[Excerpted records — start]

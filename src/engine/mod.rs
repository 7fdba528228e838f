//! Timetable construction engine.
//!
//! Three collaborating parts:
//!
//! - **`PlacementEngine`**: the per-year search — course classification,
//!   smart day ranking, contiguous-block placement, section splitting,
//!   and proactive conflict avoidance against earlier years.
//! - **`FixedEntry` insertion**: externally pre-positioned entries that
//!   bypass the search and go straight through the reactive logging path.
//! - **`TermPlanner`**: the multi-year orchestrator sequencing years
//!   1→4 and tracking consumed electives.
//!
//! Cross-year state is the explicit [`CompletedSchedules`] accumulator,
//! passed by reference into each year's build. Visibility is backward
//! only: year N consults years < N and nothing later.

use std::collections::BTreeMap;

use crate::models::YearSchedule;

mod fixed;
mod placement;
mod planner;

pub use fixed::{insert_fixed_entries, FixedEntry};
pub use placement::PlacementEngine;
pub use planner::TermPlanner;

/// Accumulator of finished year schedules.
///
/// Owned by the planner; the placement engine only ever reads it.
/// Iteration is in ascending year order.
#[derive(Debug, Clone, Default)]
pub struct CompletedSchedules {
    by_year: BTreeMap<u8, YearSchedule>,
}

impl CompletedSchedules {
    /// Creates an empty accumulator.
    pub fn new() -> Self {
        Self::default()
    }

    /// Stores a finished schedule under its year.
    pub fn insert(&mut self, schedule: YearSchedule) {
        self.by_year.insert(schedule.year, schedule);
    }

    /// The schedule for a year, if built.
    pub fn get(&self, year: u8) -> Option<&YearSchedule> {
        self.by_year.get(&year)
    }

    /// Finished schedules in ascending year order.
    pub fn iter(&self) -> impl Iterator<Item = &YearSchedule> {
        self.by_year.values()
    }

    /// Number of finished years.
    pub fn len(&self) -> usize {
        self.by_year.len()
    }

    /// Whether no year has finished yet.
    pub fn is_empty(&self) -> bool {
        self.by_year.is_empty()
    }

    /// Consumes the accumulator into the final year → schedule map.
    pub fn into_map(self) -> BTreeMap<u8, YearSchedule> {
        self.by_year
    }
}
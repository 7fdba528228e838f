//! Structural validation of the course catalogue.
//!
//! The engine itself never raises for data irregularities — malformed
//! enrollment counts, bad day tokens and the like degrade to defaults.
//! What it does expect is a structurally sound catalogue, and that is
//! checked here, before anything reaches the engine:
//! - no duplicate course codes (placeholder rows excepted: one
//!   placeholder per open elective slot is the convention)
//! - target years within 0..=4
//! - at least one contact hour per real course
//! - declared lab sections within 0..=2

use std::collections::HashSet;
use std::sync::Arc;

use crate::models::Course;

/// Validation result.
pub type ValidationResult = Result<(), Vec<ValidationError>>;

/// A validation error.
#[derive(Debug, Clone, PartialEq)]
pub struct ValidationError {
    /// Error category.
    pub kind: ValidationErrorKind,
    /// Human-readable description.
    pub message: String,
}

/// Categories of validation errors.
#[derive(Debug, Clone, PartialEq, Eq)]
pub enum ValidationErrorKind {
    /// Two non-placeholder courses share a code.
    DuplicateCode,
    /// Target year outside 0..=4.
    YearOutOfRange,
    /// Course with neither theory nor lab hours.
    NoContactHours,
    /// Declared lab section count outside 0..=2.
    BadSectionCount,
}

impl ValidationError {
    fn new(kind: ValidationErrorKind, message: impl Into<String>) -> Self {
        Self {
            kind,
            message: message.into(),
        }
    }
}

/// Validates a course catalogue.
///
/// `placeholder_code` is the caller's elective placeholder convention;
/// placeholder rows are exempt from the duplicate and contact-hour
/// checks since one row per open slot is expected.
///
/// # Returns
/// `Ok(())` if all checks pass, `Err(errors)` with every detected issue.
pub fn validate_catalogue(courses: &[Arc<Course>], placeholder_code: &str) -> ValidationResult {
    let mut errors = Vec::new();
    let mut seen = HashSet::new();

    for course in courses {
        let is_placeholder = course.code == placeholder_code;

        if !is_placeholder && !seen.insert(course.code.as_str()) {
            errors.push(ValidationError::new(
                ValidationErrorKind::DuplicateCode,
                format!("Duplicate course code: {}", course.code),
            ));
        }

        if course.year > 4 {
            errors.push(ValidationError::new(
                ValidationErrorKind::YearOutOfRange,
                format!("Course '{}' targets year {}", course.code, course.year),
            ));
        }

        if !is_placeholder && course.total_hours() == 0 {
            errors.push(ValidationError::new(
                ValidationErrorKind::NoContactHours,
                format!("Course '{}' has no contact hours", course.code),
            ));
        }

        if course.lab_sections > 2 {
            errors.push(ValidationError::new(
                ValidationErrorKind::BadSectionCount,
                format!(
                    "Course '{}' declares {} lab sections",
                    course.code, course.lab_sections
                ),
            ));
        }
    }

    if errors.is_empty() {
        Ok(())
    } else {
        Err(errors)
    }
}
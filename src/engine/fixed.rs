//! Fixed-position insertion for externally pre-positioned entries.
//!
//! Some entries arrive with their day and time already decided by an
//! outside authority (faculty-wide common courses, service lectures).
//! They are not searched: each one is expanded into grid slots and
//! pushed straight through [`YearSchedule::insert`], the reactive
//! logging path, so any overlap they cause is recorded rather than
//! avoided.
//!
//! # Entry format
//! Day and time fields use a `/`-separated multi-day convention: the
//! i-th day pairs with the i-th start/end when present, else falls back
//! to the first. A day or time token that fails to parse skips that day
//! silently; the remaining days still go in.

use std::sync::Arc;

use crate::grid::{self, Weekday, SLOT_TIMES};
use crate::models::{Course, CourseKind, PlacedSlot, YearSchedule};

/// An externally scheduled entry, time and day(s) already fixed.
#[derive(Debug, Clone, PartialEq, Eq)]
pub struct FixedEntry {
    /// Course label. May carry a section marker (`Lab-2`, `(2)`, `Gr2`).
    pub code: String,
    /// `/`-separated day tokens (e.g. `Mon/Wed`).
    pub days: String,
    /// `/`-separated start times (`HH:MM`).
    pub starts: String,
    /// `/`-separated end times (`HH:MM`).
    pub ends: String,
}

impl FixedEntry {
    /// Creates a fixed entry.
    pub fn new(
        code: impl Into<String>,
        days: impl Into<String>,
        starts: impl Into<String>,
        ends: impl Into<String>,
    ) -> Self {
        Self {
            code: code.into(),
            days: days.into(),
            starts: starts.into(),
            ends: ends.into(),
        }
    }
}

/// Inserts pre-positioned entries into a year's schedule.
///
/// Entries with an empty or `---` label are ignored. The course is
/// looked up in the catalogue by label (also with a trailing `(..)`
/// suffix stripped); when no match exists a minimal synthetic Common
/// course is substituted so the slots still reference something.
pub fn insert_fixed_entries(
    schedule: &mut YearSchedule,
    entries: &[FixedEntry],
    catalogue: &[Arc<Course>],
) {
    for entry in entries {
        let code = entry.code.trim();
        if code.is_empty() || code == "---" {
            continue;
        }

        let section = section_from_label(code);
        let is_lab = code.contains("Lab");
        let course = resolve_course(code, catalogue, schedule.year);

        let days: Vec<&str> = entry.days.split('/').collect();
        let starts: Vec<&str> = entry.starts.split('/').collect();
        let ends: Vec<&str> = entry.ends.split('/').collect();

        for (i, day_token) in days.iter().enumerate() {
            let Some(day) = Weekday::from_token(day_token) else {
                continue;
            };
            let start_token = starts.get(i).or_else(|| starts.first());
            let end_token = ends.get(i).or_else(|| ends.first());
            let (Some(start), Some(end)) = (
                start_token.and_then(|t| grid::parse_time(t)),
                end_token.and_then(|t| grid::parse_time(t)),
            ) else {
                continue;
            };

            // Expand the entry span into the grid cells it covers
            for &(slot_start, slot_end) in SLOT_TIMES.iter() {
                if slot_start >= start && slot_end <= end {
                    schedule.insert(
                        PlacedSlot::new(day, slot_start, slot_end, Arc::clone(&course), is_lab)
                            .with_section(section),
                    );
                }
            }
        }
    }
}

/// Section number derived from marker tokens in the entry label.
fn section_from_label(code: &str) -> u8 {
    let upper = code.to_uppercase();
    if upper.contains("LAB-2") || code.contains("(2)") || upper.contains("GR2") || upper.contains("GR 2")
    {
        2
    } else {
        1
    }
}

/// Finds the catalogue course for a label, or synthesizes one.
fn resolve_course(code: &str, catalogue: &[Arc<Course>], year: u8) -> Arc<Course> {
    let stripped = code.split('(').next().unwrap_or(code).trim();
    catalogue
        .iter()
        .find(|c| c.code == code || c.code == stripped)
        .cloned()
        .unwrap_or_else(|| {
            Arc::new(Course::new(code, code, year, 2, 0, CourseKind::Common))
        })
}
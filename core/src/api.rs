//! Typed, executing API client.
//!
//! # Design
//! `Api` pairs a `SocialClient` (request building, response parsing) with a
//! `Transport` (the round-trip). Every endpoint method is build → execute →
//! parse with no other logic: no retry, no cache, no deduplication. Errors
//! go straight back to the caller, which decides whether to retry.

use std::fmt::Display;

use serde::de::DeserializeOwned;
use tracing::debug;

use crate::client::SocialClient;
use crate::config::ClientConfig;
use crate::error::ApiError;
use crate::http::{HttpRequest, HttpResponse};
use crate::transport::{Transport, UreqTransport};
use crate::types::{
    AgentList, CreatePost, FeedFilter, Health, LoginResponse, Page, Post, ReblogRequest, RegisterRequest,
    RegisterResponse, TagList, Timeline, TrendingTag, UpdateProfile, User, UserList, VerificationStatus,
    VerifyResponse,
};

/// One typed method per server endpoint.
pub struct Api<T> {
    client: SocialClient,
    transport: T,
}

impl Api<UreqTransport> {
    /// Build an API client over HTTP from a parsed config.
    pub fn from_config(config: &ClientConfig) -> Result<Self, ApiError> {
        let mut client = SocialClient::new(&config.base_url)?;
        client.set_token(config.token.clone());
        Ok(Self::new(client, UreqTransport::with_timeout(config.timeout)))
    }
}

impl<T: Transport> Api<T> {
    pub fn new(client: SocialClient, transport: T) -> Self {
        Self { client, transport }
    }

    pub fn client(&self) -> &SocialClient {
        &self.client
    }

    pub fn transport(&self) -> &T {
        &self.transport
    }

    /// Replace the bearer token for all subsequent requests.
    pub fn set_token(&mut self, token: Option<String>) {
        self.client.set_token(token);
    }

    fn send(&self, request: &HttpRequest) -> Result<HttpResponse, ApiError> {
        debug!(method = request.method.as_str(), url = %request.url, "sending request");
        self.transport.execute(request).inspect_err(|e| {
            debug!(method = request.method.as_str(), url = %request.url, error = %e, "request failed");
        })
    }

    fn fetch<R: DeserializeOwned>(&self, request: HttpRequest) -> Result<R, ApiError> {
        let response = self.send(&request)?;
        self.client
            .parse_json(response)
            .inspect_err(|e| log_rejection(&request, e))
    }

    fn fetch_empty(&self, request: HttpRequest) -> Result<(), ApiError> {
        let response = self.send(&request)?;
        self.client
            .parse_empty(response)
            .inspect_err(|e| log_rejection(&request, e))
    }

    // -----------------------------------------------------------------------
    // Account
    // -----------------------------------------------------------------------

    pub fn register(&self, input: &RegisterRequest) -> Result<RegisterResponse, ApiError> {
        self.fetch(self.client.build_register(input)?)
    }

    pub fn login(&self, username: &str, password: &str) -> Result<LoginResponse, ApiError> {
        self.fetch(self.client.build_login(username, password)?)
    }

    /// Verify an agent account against a public post from its X handle.
    pub fn verify(&self, x_username: &str, tweet_url: Option<&str>) -> Result<VerifyResponse, ApiError> {
        self.fetch(self.client.build_verify(x_username, tweet_url)?)
    }

    pub fn check_verification(&self, code: &str) -> Result<VerificationStatus, ApiError> {
        self.fetch(self.client.build_check_verification(code)?)
    }

    pub fn get_me(&self) -> Result<User, ApiError> {
        self.fetch(self.client.build_get_me()?)
    }

    pub fn update_me(&self, input: &UpdateProfile) -> Result<User, ApiError> {
        self.fetch(self.client.build_update_me(input)?)
    }

    pub fn delete_me(&self) -> Result<(), ApiError> {
        self.fetch_empty(self.client.build_delete_me()?)
    }

    pub fn upload_avatar(&self, filename: &str, content_type: &str, data: Vec<u8>) -> Result<User, ApiError> {
        self.fetch(self.client.build_upload_avatar(filename, content_type, data)?)
    }

    pub fn upload_header(&self, filename: &str, content_type: &str, data: Vec<u8>) -> Result<User, ApiError> {
        self.fetch(self.client.build_upload_header(filename, content_type, data)?)
    }

    // -----------------------------------------------------------------------
    // Posts
    // -----------------------------------------------------------------------

    pub fn create_post(&self, input: &CreatePost) -> Result<Post, ApiError> {
        self.fetch(self.client.build_create_post(input)?)
    }

    pub fn get_post(&self, id: impl Display) -> Result<Post, ApiError> {
        self.fetch(self.client.build_get_post(id)?)
    }

    pub fn delete_post(&self, id: impl Display) -> Result<(), ApiError> {
        self.fetch_empty(self.client.build_delete_post(id)?)
    }

    pub fn like_post(&self, id: impl Display) -> Result<(), ApiError> {
        self.fetch_empty(self.client.build_like_post(id)?)
    }

    pub fn unlike_post(&self, id: impl Display) -> Result<(), ApiError> {
        self.fetch_empty(self.client.build_unlike_post(id)?)
    }

    pub fn reblog_post(&self, id: impl Display, input: &ReblogRequest) -> Result<Post, ApiError> {
        self.fetch(self.client.build_reblog_post(id, input)?)
    }

    pub fn get_replies(&self, id: impl Display, page: Page) -> Result<Timeline, ApiError> {
        self.fetch(self.client.build_get_replies(id, page)?)
    }

    // -----------------------------------------------------------------------
    // Feeds
    // -----------------------------------------------------------------------

    pub fn get_public_feed(&self, page: Page, filter: Option<FeedFilter>) -> Result<Timeline, ApiError> {
        self.fetch(self.client.build_get_public_feed(page, filter)?)
    }

    pub fn get_home_feed(&self, page: Page) -> Result<Timeline, ApiError> {
        self.fetch(self.client.build_get_home_feed(page)?)
    }

    pub fn get_tag_feed(&self, tag: &str, page: Page) -> Result<Timeline, ApiError> {
        self.fetch(self.client.build_get_tag_feed(tag, page)?)
    }

    // -----------------------------------------------------------------------
    // Users
    // -----------------------------------------------------------------------

    pub fn get_user(&self, username: &str) -> Result<User, ApiError> {
        self.fetch(self.client.build_get_user(username)?)
    }

    pub fn get_user_posts(&self, username: &str, page: Page) -> Result<Timeline, ApiError> {
        self.fetch(self.client.build_get_user_posts(username, page)?)
    }

    pub fn get_followers(&self, username: &str, page: Page) -> Result<Vec<User>, ApiError> {
        let list: UserList = self.fetch(self.client.build_get_followers(username, page)?)?;
        Ok(list.users)
    }

    pub fn get_following(&self, username: &str, page: Page) -> Result<Vec<User>, ApiError> {
        let list: UserList = self.fetch(self.client.build_get_following(username, page)?)?;
        Ok(list.users)
    }

    pub fn follow_user(&self, username: &str) -> Result<(), ApiError> {
        self.fetch_empty(self.client.build_follow_user(username)?)
    }

    pub fn unfollow_user(&self, username: &str) -> Result<(), ApiError> {
        self.fetch_empty(self.client.build_unfollow_user(username)?)
    }

    // -----------------------------------------------------------------------
    // Discovery
    // -----------------------------------------------------------------------

    pub fn get_trending_tags(&self, limit: Option<u32>) -> Result<Vec<TrendingTag>, ApiError> {
        let list: TagList = self.fetch(self.client.build_get_trending_tags(limit)?)?;
        Ok(list.tags)
    }

    pub fn get_trending_agents(&self, limit: Option<u32>) -> Result<Vec<User>, ApiError> {
        let list: AgentList = self.fetch(self.client.build_get_trending_agents(limit)?)?;
        Ok(list.agents)
    }

    pub fn get_agents(&self, page: Page) -> Result<Vec<User>, ApiError> {
        let list: AgentList = self.fetch(self.client.build_get_agents(page)?)?;
        Ok(list.agents)
    }

    pub fn health(&self) -> Result<Health, ApiError> {
        self.fetch(self.client.build_health()?)
    }
}

fn log_rejection(request: &HttpRequest, error: &ApiError) {
    debug!(
        method = request.method.as_str(),
        url = %request.url,
        status = error.status(),
        error = %error,
        "request rejected"
    );
}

[Excerpted records — finish]

The response must consist of the lines above, from the first one through the line containing "pub fn insert(&mut", reproduced exactly.

▸ **Answer space**
filename src/engine/mod.rs
repository 7fdba528228e838f
//! Timetable construction engine.
//!
//! Three collaborating parts:
//!
//! - **`PlacementEngine`**: the per-year search — course classification,
//!   smart day ranking, contiguous-block placement, section splitting,
//!   and proactive conflict avoidance against earlier years.
//! - **`FixedEntry` insertion**: externally pre-positioned entries that
//!   bypass the search and go straight through the reactive logging path.
//! - **`TermPlanner`**: the multi-year orchestrator sequencing years
//!   1→4 and tracking consumed electives.
//!
//! Cross-year state is the explicit [`CompletedSchedules`] accumulator,
//! passed by reference into each year's build. Visibility is backward
//! only: year N consults years < N and nothing later.

use std::collections::BTreeMap;

use crate::models::YearSchedule;

mod fixed;
mod placement;
mod planner;

pub use fixed::{insert_fixed_entries, FixedEntry};
pub use placement::PlacementEngine;
pub use planner::TermPlanner;

/// Accumulator of finished year schedules.
///
/// Owned by the planner; the placement engine only ever reads it.
/// Iteration is in ascending year order.
#[derive(Debug, Clone, Default)]
pub struct CompletedSchedules {
    by_year: BTreeMap<u8, YearSchedule>,
}

impl CompletedSchedules {
    /// Creates an empty accumulator.
    pub fn new() -> Self {
        Self::default()
    }

    /// Stores a finished schedule under its year.
    pub fn insert(&mut self, schedule: YearSchedule) {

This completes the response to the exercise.